Con Nikita Sergeev torniamo a parlare di Ambasciatori del Gusto stranieri che interpretano la cucina italiana.
Non fosse stato per una laurea in Scienze politiche non riconosciuta in Italia, forse oggi in Italia avremmo uno chef in meno e un impiegato in più. A cambiare la vita di Nikita Sergeev, chef de L’Arcade di Porto San Giorgio, infatti, è stata la scoperta che quel titolo di studio conseguito a Mosca, «con Erasmus a Firenze», in Italia non valeva alcunché. «Non ero pronto ad altri tre, quattro anni di studio per far convalidare la laurea. Non volevo più pesare economicamente sulla famiglia, così a 22 anni decisi di puntare su quello che fino a quel momento era un hobby: la cucina. Cercai una scuola e trovai l’Alma di Colorno. A quel tempo, però, non sapevo nemmeno chi fosse Gualtiero Marchesi. Avevo letto che era il rettore e immaginavo fosse un grande chef», racconta Nikita Sergeev.
Nato a Mosca e cresciuto nel mondo Nikita Sergeev è uno che non vuol sentire parlare di frontiere, né territoriali né gastronomiche. «Per via del lavoro dei miei genitori la mia è stata una famiglia di girandoloni, abbiamo vissuto in Danimarca e Germania e questo mi ha aperto gli occhi. Dell’Italia ci siamo innamorati visitandola da turisti», racconta Sergeev, classe 1989, che si è stabilito nel nostro Paese da una quindicina d’anni e ha scelto le Marche come casa per sé e per il suo ristorante. «Come attesta il diploma di cuoco preso all’Alma di Colorno, però, sono un cuoco di cucina italiana», rivendica l’Ambasciatore del Gusto.
Quindi il suo approccio alla cucina è stato all’insegna dell’italianità…
«Professionalmente parlando sì. Poi naturalmente nella mia cucina c’erano sempre delle contaminazioni con la cucina russa di mamma e nonna. Quindi anche se sono straniero in Italia, paradossalmente mi considero strettamente un interprete della cucina italiana».
Com’è cominciata l’avventura de L’Arcade?
«Dopo il diploma all’Alma, nel 2013, per avere il permesso di soggiorno ho aperto L’Arcade. E sono ancora qua».

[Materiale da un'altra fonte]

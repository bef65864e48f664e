use crate::game_logic::constants::*;

/// Per-gear force multiplier, modelling mechanical advantage. Index 0 is gear 1.
pub const GEAR_POWER: [f32; 6] = [3.0, 2.2, 1.7, 1.35, 1.1, 0.9];

/// Fraction of the car's rated top speed each gear can reach. Index 0 is gear 1.
pub const GEAR_SPEED_FRAC: [f32; 6] = [0.2, 0.35, 0.5, 0.65, 0.82, 1.0];

const REVERSE_POWER: f32 = 0.5;

/// Gearbox state machine. Gear -1 is reverse, 1..=6 are forward gears;
/// gear 0 (neutral) never persists outside a transition.
#[derive(Clone, Debug)]
pub struct Gearbox {
    pub gear: i8,
    pub rpm: f32,
    shift_cooldown: f32,
}

impl Default for Gearbox {
    fn default() -> Self {
        Self {
            gear: 1,
            rpm: IDLE_RPM,
            shift_cooldown: 0.0,
        }
    }
}

impl Gearbox {
    /// Top speed of a forward gear in km/h. Gear 0 maps to zero so the
    /// band below gear 1 starts at standstill.
    pub fn gear_max_speed(gear: i8, max_speed_kmh: f32) -> f32 {
        if gear <= 0 {
            0.0
        } else {
            max_speed_kmh * GEAR_SPEED_FRAC[(gear as usize - 1).min(5)]
        }
    }

    /// Force multiplier for the current gear.
    pub fn power_ratio(&self) -> f32 {
        if self.gear == -1 {
            REVERSE_POWER
        } else {
            GEAR_POWER[(self.gear.max(1) as usize - 1).min(5)]
        }
    }

    pub fn rpm_ratio(&self) -> f32 {
        (self.rpm / MAX_RPM).clamp(0.0, 1.0)
    }

    /// Advance the gearbox one tick.
    ///
    /// `reverse` held forces reverse gear unconditionally; releasing it while
    /// in reverse snaps back to first. Upshifts require 250ms between shifts.
    pub fn update(
        &mut self,
        speed_kmh: f32,
        throttle: bool,
        reverse: bool,
        max_speed_kmh: f32,
        dt: f32,
    ) {
        self.shift_cooldown = (self.shift_cooldown - dt).max(0.0);

        if reverse {
            self.gear = -1;
            let target = IDLE_RPM + (speed_kmh / Self::gear_max_speed(1, max_speed_kmh)).min(1.0)
                * (SHIFT_DOWN_RESET_RPM - IDLE_RPM);
            self.ease_rpm(target, throttle || reverse, dt);
            return;
        }

        if self.gear == -1 {
            self.gear = 1;
            self.rpm = IDLE_RPM;
        }

        // stationary cars sit in first at idle
        if speed_kmh < IDLE_SNAP_SPEED && !throttle {
            self.gear = 1;
            self.rpm = IDLE_RPM;
            return;
        }

        // shift down when well below the next-lower gear's band
        if self.gear > 1 && speed_kmh < 0.6 * Self::gear_max_speed(self.gear - 1, max_speed_kmh) {
            self.gear -= 1;
            self.rpm = SHIFT_DOWN_RESET_RPM;
            return;
        }

        let low = Self::gear_max_speed(self.gear - 1, max_speed_kmh);
        let high = Self::gear_max_speed(self.gear, max_speed_kmh);
        let band = (high - low).max(1.0);
        let frac = ((speed_kmh - low) / band).clamp(0.0, 1.0);
        let target = IDLE_RPM + frac * (MAX_RPM - IDLE_RPM);
        self.ease_rpm(target, throttle, dt);

        if self.rpm > SHIFT_UP_RPM
            && self.gear > 0
            && self.gear < TOP_GEAR
            && self.shift_cooldown <= 0.0
        {
            self.gear += 1;
            self.rpm = SHIFT_UP_RESET_RPM;
            self.shift_cooldown = SHIFT_INTERVAL;
        }
    }

    fn ease_rpm(&mut self, target: f32, throttle: bool, dt: f32) {
        // the needle climbs faster under throttle than it settles
        let rate = if throttle { 4000.0 } else { 2500.0 };
        let step = rate * dt;
        if self.rpm < target {
            self.rpm = (self.rpm + step).min(target);
        } else {
            self.rpm = (self.rpm - step).max(target);
        }
        self.rpm = self.rpm.clamp(IDLE_RPM, MAX_RPM);
    }
}

#[cfg(test)]
mod tests {
    use super::*;

    const MAX_SPEED: f32 = 200.0;
    const DT: f32 = 1.0 / 60.0;

    #[test]
    fn starts_in_first_at_idle() {
        let gb = Gearbox::default();
        assert_eq!(gb.gear, 1);
        assert_eq!(gb.rpm, IDLE_RPM);
    }

    #[test]
    fn gear_never_decreases_under_constant_throttle() {
        let mut gb = Gearbox::default();
        let mut speed = 0.0;
        let mut last_gear = gb.gear;
        // crude acceleration ramp up to rated top speed
        for _ in 0..(60 * 30) {
            speed = (speed + 12.0 * DT).min(MAX_SPEED);
            gb.update(speed, true, false, MAX_SPEED, DT);
            assert!(gb.gear >= last_gear, "gearbox downshifted under throttle");
            last_gear = gb.gear;
        }
        assert_eq!(gb.gear, TOP_GEAR);
    }

    #[test]
    fn shifts_respect_minimum_interval() {
        let mut gb = Gearbox::default();
        let mut shift_times = Vec::new();
        let mut t = 0.0;
        let mut speed = 0.0;
        let mut prev_gear = gb.gear;
        for _ in 0..(60 * 30) {
            t += DT;
            speed = (speed + 20.0 * DT).min(MAX_SPEED);
            gb.update(speed, true, false, MAX_SPEED, DT);
            if gb.gear != prev_gear {
                shift_times.push(t);
                prev_gear = gb.gear;
            }
        }
        for pair in shift_times.windows(2) {
            assert!(
                pair[1] - pair[0] >= SHIFT_INTERVAL - DT,
                "shifts too close: {:?}",
                pair
            );
        }
    }

    #[test]
    fn reverse_overrides_forward_logic() {
        let mut gb = Gearbox::default();
        let mut speed = 0.0;
        for _ in 0..600 {
            speed = (speed + 20.0 * DT).min(MAX_SPEED);
            gb.update(speed, true, false, MAX_SPEED, DT);
        }
        assert!(gb.gear > 1);

        gb.update(speed, false, true, MAX_SPEED, DT);
        assert_eq!(gb.gear, -1);

        // releasing reverse snaps back to first
        gb.update(0.0, false, false, MAX_SPEED, DT);
        assert_eq!(gb.gear, 1);
    }

    #[test]
    fn idle_snap_below_walking_pace() {
        let mut gb = Gearbox {
            gear: 4,
            rpm: 3000.0,
            shift_cooldown: 0.0,
        };
        gb.update(1.0, false, false, MAX_SPEED, DT);
        assert_eq!(gb.gear, 1);
        assert_eq!(gb.rpm, IDLE_RPM);
    }

    #[test]
    fn downshift_resets_rpm() {
        let mut gb = Gearbox {
            gear: 3,
            rpm: 4000.0,
            shift_cooldown: 0.0,
        };
        // gear 2 tops out at 70 km/h here; 0.6x that is 42
        gb.update(30.0, false, false, MAX_SPEED, DT);
        assert_eq!(gb.gear, 2);
        assert_eq!(gb.rpm, SHIFT_DOWN_RESET_RPM);
    }

    #[test]
    fn power_ratio_decreases_with_gear() {
        for pair in GEAR_POWER.windows(2) {
            assert!(pair[0] > pair[1]);
        }
    }
}
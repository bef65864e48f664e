use crate::game_logic::constants::*;
use crate::game_logic::streaming::GasStation;
use crate::game_logic::vehicle::{PlayerCar, Vehicle};
use crate::hud::Notification;
use crate::progression::Profile;
use bevy::prelude::*;
use bevy_rapier3d::prelude::*;

/// A running fill-and-repair. Fuel and hull are topped up over the full
/// service window; money is charged as units are delivered, so driving off
/// early pays only for what was pumped.
pub struct ServiceJob {
    pub remaining: f32,
    pub fuel_rate: f32,
    pub repair_rate: f32,
}

impl ServiceJob {
    /// Rates sized so the whole deficit is delivered over the service window.
    pub fn plan(fuel_missing: f32, health_missing: f32) -> Option<Self> {
        if fuel_missing <= 0.5 && health_missing <= 0.5 {
            return None;
        }
        Some(Self {
            remaining: SERVICE_DURATION,
            fuel_rate: fuel_missing / SERVICE_DURATION,
            repair_rate: health_missing / SERVICE_DURATION,
        })
    }

    /// Full-service price shown when the pump engages.
    pub fn quote(fuel_missing: f32, health_missing: f32) -> u32 {
        (fuel_missing * FUEL_PRICE_PER_UNIT).ceil() as u32
            + (health_missing * REPAIR_PRICE_PER_UNIT).ceil() as u32
    }

    pub fn cost_per_second(&self) -> f32 {
        self.fuel_rate * FUEL_PRICE_PER_UNIT + self.repair_rate * REPAIR_PRICE_PER_UNIT
    }

    /// One service step, limited by the money available. Returns
    /// (fuel added, health added, money spent, finished).
    pub fn tick(&mut self, dt: f32, money: f32) -> (f32, f32, f32, bool) {
        let full_step = dt.min(self.remaining);
        let affordable = (money / self.cost_per_second()).max(0.0);
        let step = full_step.min(affordable);
        self.remaining -= step;
        let spent = step * self.cost_per_second();
        // finished, or the wallet could not cover the full step
        let done = self.remaining <= 1e-4 || step + 1e-6 < full_step;
        (self.fuel_rate * step, self.repair_rate * step, spent, done)
    }
}

#[derive(Resource, Default)]
pub struct StationService {
    pub job: Option<ServiceJob>,
}

/// Engage the pump when the player is parked at a station, deliver fuel and
/// repairs over the service window, and charge as delivered.
pub fn gas_station_service(
    time: Res<Time>,
    mut service: ResMut<StationService>,
    mut profile: ResMut<Profile>,
    mut notifications: EventWriter<Notification>,
    mut player: Single<(&Transform, &Velocity, &mut Vehicle), With<PlayerCar>>,
    stations: Query<&GlobalTransform, With<GasStation>>,
) {
    let (transform, velocity, vehicle) = &mut *player;
    let pos = transform.translation;
    let speed_kmh = Vec3::new(velocity.linvel.x, 0.0, velocity.linvel.z).length() * MS_TO_KMH;

    let in_range = stations.iter().any(|station| {
        let s = station.translation();
        Vec2::new(pos.x - s.x, pos.z - s.z).length() < STATION_RANGE
    });
    let parked = in_range && speed_kmh < STATION_MAX_SPEED;

    if !parked {
        if service.job.take().is_some() {
            notifications.write(Notification::info("Service interrupted"));
        }
        return;
    }

    if service.job.is_none() {
        let fuel_missing = vehicle.stats.fuel_capacity - vehicle.fuel;
        let health_missing = 100.0 - vehicle.health;
        if let Some(job) = ServiceJob::plan(fuel_missing, health_missing) {
            let quote = ServiceJob::quote(fuel_missing, health_missing);
            info!("pump engaged, quote ${quote}");
            notifications.write(Notification::info(format!("Servicing... ${quote}")));
            service.job = Some(job);
        }
        return;
    }

    let Some(job) = service.job.as_mut() else {
        return;
    };
    let (fuel, repair, spent, done) = job.tick(time.delta_secs(), profile.money);
    vehicle.fuel = (vehicle.fuel + fuel).min(vehicle.stats.fuel_capacity);
    vehicle.health = (vehicle.health + repair).min(100.0);
    profile.money -= spent;

    if done {
        service.job = None;
        if profile.money < 1.0 && vehicle.fuel < vehicle.stats.fuel_capacity - 0.5 {
            notifications.write(Notification::warn("Out of money"));
        } else {
            notifications.write(Notification::info("Tank full, hull repaired"));
        }
    }
}

#[cfg(test)]
mod tests {
    use super::*;

    #[test]
    fn no_job_when_nothing_is_missing() {
        assert!(ServiceJob::plan(0.0, 0.0).is_none());
        assert!(ServiceJob::plan(0.3, 0.2).is_none());
    }

    #[test]
    fn quote_charges_both_lines() {
        // 40 fuel at 0.5 plus 30 hull at 1.0
        assert_eq!(ServiceJob::quote(40.0, 30.0), 50);
        assert_eq!(ServiceJob::quote(1.1, 0.0), 1);
    }

    #[test]
    fn full_service_fills_the_deficit() {
        let mut job = ServiceJob::plan(60.0, 40.0).expect("deficit present");
        let mut fuel = 0.0;
        let mut health = 0.0;
        let mut spent = 0.0;
        for _ in 0..50 {
            let (f, h, s, done) = job.tick(0.1, 1_000.0);
            fuel += f;
            health += h;
            spent += s;
            if done {
                break;
            }
        }
        assert!((fuel - 60.0).abs() < 1e-2);
        assert!((health - 40.0).abs() < 1e-2);
        assert!((spent - 70.0).abs() < 1e-2);
    }

    #[test]
    fn empty_wallet_stops_the_pump() {
        let mut job = ServiceJob::plan(60.0, 0.0).expect("deficit present");
        let (fuel, _, spent, done) = job.tick(SERVICE_DURATION, 3.0);
        assert!(done);
        assert!(spent <= 3.0 + 1e-3);
        assert!(fuel < 60.0);
        // fuel delivered matches money spent at the posted rate
        assert!((spent - fuel * FUEL_PRICE_PER_UNIT).abs() < 1e-3);
    }
}
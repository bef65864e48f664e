// Simulation timing
pub const MAX_FRAME_DELTA_MS: u64 = 100; // clamp long frame hitches so forces don't explode

// World streaming
pub const CHUNK_SIZE: f32 = 100.0;
pub const RENDER_DISTANCE: i32 = 2; // Chebyshev radius, in chunks
pub const ROAD_WIDTH: f32 = 20.0;
pub const LANE_OFFSET: f32 = 5.0;

// Vehicle forces
pub const ENGINE_FORCE: f32 = 40_000.0;
pub const REVERSE_FORCE_RATIO: f32 = 0.6;
pub const MAX_STEER_ANGLE: f32 = 0.5; // radians
pub const STEER_RATE: f32 = 3.0;
pub const STEER_DECAY: f32 = 0.9; // per-frame falloff with no input
pub const MIN_STEER_SPEED: f32 = 0.3; // m/s, steering suppressed below this
pub const YAW_TORQUE: f32 = 6_000.0;
pub const BODY_TILT_RATIO: f32 = 0.2; // visual lean per radian of steering
pub const BRAKE_LINEAR_SCALE: f32 = 0.95; // per 60Hz frame
pub const BRAKE_ANGULAR_SCALE: f32 = 0.9;
pub const UPRIGHT_TORQUE: f32 = 5_000.0;
pub const UPRIGHT_MIN_UP_Y: f32 = 0.7;
pub const ANGVEL_DAMP: f32 = 0.95; // per 60Hz frame, x/z axes only

// Drift
pub const DRIFT_STEER_THRESHOLD: f32 = 0.3;
pub const DRIFT_SPEED_THRESHOLD: f32 = 50.0; // km/h

// Nitro
pub const NITRO_FORCE_MULT: f32 = 1.5;
pub const NITRO_SPEED_MULT: f32 = 1.15;
pub const NITRO_DRAIN_RATE: f32 = 20.0; // per second while boosting

// Fuel and damage
pub const FUEL_CONSUMPTION_RATE: f32 = 0.6; // percent per second under throttle
pub const DAMAGE_MIN_IMPACT: f32 = 2.5; // m/s, softer hits are ignored
pub const DAMAGE_IMPACT_SCALE: f32 = 2.0; // health lost per m/s of impact
pub const DAMAGE_COOLDOWN: f32 = 0.5; // seconds between registered hits

// Gearbox
pub const IDLE_RPM: f32 = 1000.0;
pub const MAX_RPM: f32 = 8000.0;
pub const SHIFT_UP_RPM: f32 = 6800.0;
pub const SHIFT_UP_RESET_RPM: f32 = 4000.0;
pub const SHIFT_DOWN_RESET_RPM: f32 = 5500.0;
pub const SHIFT_INTERVAL: f32 = 0.25; // seconds between shifts
pub const IDLE_SNAP_SPEED: f32 = 3.0; // km/h
pub const TOP_GEAR: i8 = 6;

// Police
pub const SPEED_LIMIT: f32 = 80.0; // km/h
pub const SPEED_MARGIN: f32 = 20.0; // violation starts above limit + margin
pub const WANTED_GAIN: f32 = 0.1;
pub const WANTED_DECAY: f32 = 0.05;
pub const WANTED_MAX: f32 = 5.0;
pub const SPEED_SAMPLE_INTERVAL: f32 = 1.0; // 1 Hz sampling
pub const ESCAPE_DISTANCE: f32 = 100.0;
pub const ESCAPE_TIMEOUT: f32 = 10.0;
pub const BACKUP_DELAY: f32 = 30.0; // chase seconds before reinforcements
pub const MAX_POLICE_CARS: usize = 3;
pub const POLICE_TOP_SPEED: f32 = 50.0;
pub const POLICE_HOLD_DISTANCE: f32 = 5.0;

// Checkpoints
pub const CHECKPOINT_RADIUS: f32 = 10.0;

// Clock
pub const TIME_SPEED: f32 = 1.0; // one real minute per game hour

// Gas station
pub const STATION_RANGE: f32 = 20.0;
pub const STATION_MAX_SPEED: f32 = 5.0; // km/h, must nearly stop to refuel
pub const SERVICE_DURATION: f32 = 2.5; // seconds for a full fill + repair
pub const FUEL_PRICE_PER_UNIT: f32 = 0.5;
pub const REPAIR_PRICE_PER_UNIT: f32 = 1.0;

// Conversions
pub const MS_TO_KMH: f32 = 3.6;
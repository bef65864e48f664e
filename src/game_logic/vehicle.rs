use crate::game_logic::constants::*;
use crate::game_logic::gearbox::Gearbox;
use bevy::prelude::*;
use bevy_rapier3d::prelude::*;

/// Chassis parameters. Tuning upgrades rewrite these in place.
#[derive(Clone, Debug)]
pub struct CarStats {
    pub name: &'static str,
    pub engine_force: f32,
    pub max_speed_kmh: f32,
    /// steering response multiplier
    pub handling: f32,
    pub fuel_capacity: f32,
    pub nitro_capacity: f32,
    pub nitro_regen: f32,
    /// braking strength multiplier
    pub brake_grip: f32,
    pub mass: f32,
}

impl Default for CarStats {
    fn default() -> Self {
        Self {
            name: "Cruiser",
            engine_force: ENGINE_FORCE,
            max_speed_kmh: 180.0,
            handling: 1.0,
            fuel_capacity: 100.0,
            nitro_capacity: 100.0,
            nitro_regen: 10.0,
            brake_grip: 1.0,
            mass: 1200.0,
        }
    }
}

impl CarStats {
    pub fn catalog() -> Vec<CarStats> {
        vec![
            CarStats::default(),
            CarStats {
                name: "Falcon GT",
                engine_force: ENGINE_FORCE * 1.2,
                max_speed_kmh: 220.0,
                handling: 0.9,
                fuel_capacity: 80.0,
                mass: 1100.0,
                ..CarStats::default()
            },
            CarStats {
                name: "Brute",
                engine_force: ENGINE_FORCE * 1.1,
                max_speed_kmh: 150.0,
                handling: 0.8,
                fuel_capacity: 130.0,
                brake_grip: 1.2,
                mass: 1700.0,
                ..CarStats::default()
            },
        ]
    }

    /// Chassis selection via OPEN_ROADS_CAR; unknown names fall back to the
    /// first catalog entry.
    pub fn from_env() -> CarStats {
        let Ok(wanted) = std::env::var("OPEN_ROADS_CAR") else {
            return CarStats::default();
        };
        Self::catalog()
            .into_iter()
            .find(|c| c.name.eq_ignore_ascii_case(&wanted))
            .unwrap_or_default()
    }
}

#[derive(Clone, Copy, Debug, PartialEq)]
pub enum EngineState {
    Off,
    /// Crank time left before the engine catches.
    Starting { remaining: f32 },
    Running,
}

#[derive(Component)]
pub struct Vehicle {
    pub stats: CarStats,
    pub engine: EngineState,
    pub gearbox: Gearbox,
    /// current steering angle, radians, positive left
    pub steer: f32,
    pub fuel: f32,
    pub health: f32,
    pub nitro: f32,
    pub nitro_active: bool,
    pub drifting: bool,
    pub damage_cooldown: f32,
    /// meters driven, for score and missions
    pub odometer: f32,
}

C’è qualcosa di russo nella sua cucina?
«Nei ricordi e nei sapori ce n’è tanta. Parlando con i clienti, però, ho scoperto di avere un palato diverso, più incline a certe acidità che non sono proprie di un italiano medio. Per esempio sono abituato alle fermentazioni che solo adesso stanno prendendo piede in Italia come novità assoluta, ma per me fanno parte della tradizione. Per me è interessante poter proporre una cucina italiana vicina al mio palato che ama l’acido e l’amaro ed è un po’ lontano dalle dolcezze. Tutto il contrario del mio carattere che, invece, è molto dolce».
Cosa propone di fermentato nella sua carta?
«Diversi piatti. Tra questi anche una tartare di gamberi rosa dell’Adriatico servita su un dripping di estratti di diverse verdure fermentate: rape, carote, sedano e, nella stagione invernale, anche broccolo. Andando oltre il fermentato, un altro ingrediente che propongo è il cavolfiore crudo che per consistenza, gusto e piccantezza trovo eccezionale. Anche questo, però, non è usuale in Italia: se ne comincia a parlare solo perché Niko Romito ha cominciato a usarlo».
Per sua ammissione la sua è una cucina d’ingrediente. Cosa intende?
«Io voglio che i miei piatti si facciano ricordare per la definizione dei sapori. Se mette il cavolfiore voglio che il cliente lo riconosca, se non accade è una mia sconfitta. Per questo utilizzo pochi ingredienti che, oltre tutto, devono rispecchiare il territorio: il mio è un ristorante sul mare e voglio esaltare il mare».
Qual è l’ingrediente che predilige?
«Il pesce. Tra quelli nobili amo il rombo, tra i poveri lo sgombro».
Oggi si sente più russo o più italiano?
«Mi sento cittadino del mondo, ma mi sto italianizzando molto pur senza dimenticare le mie radici».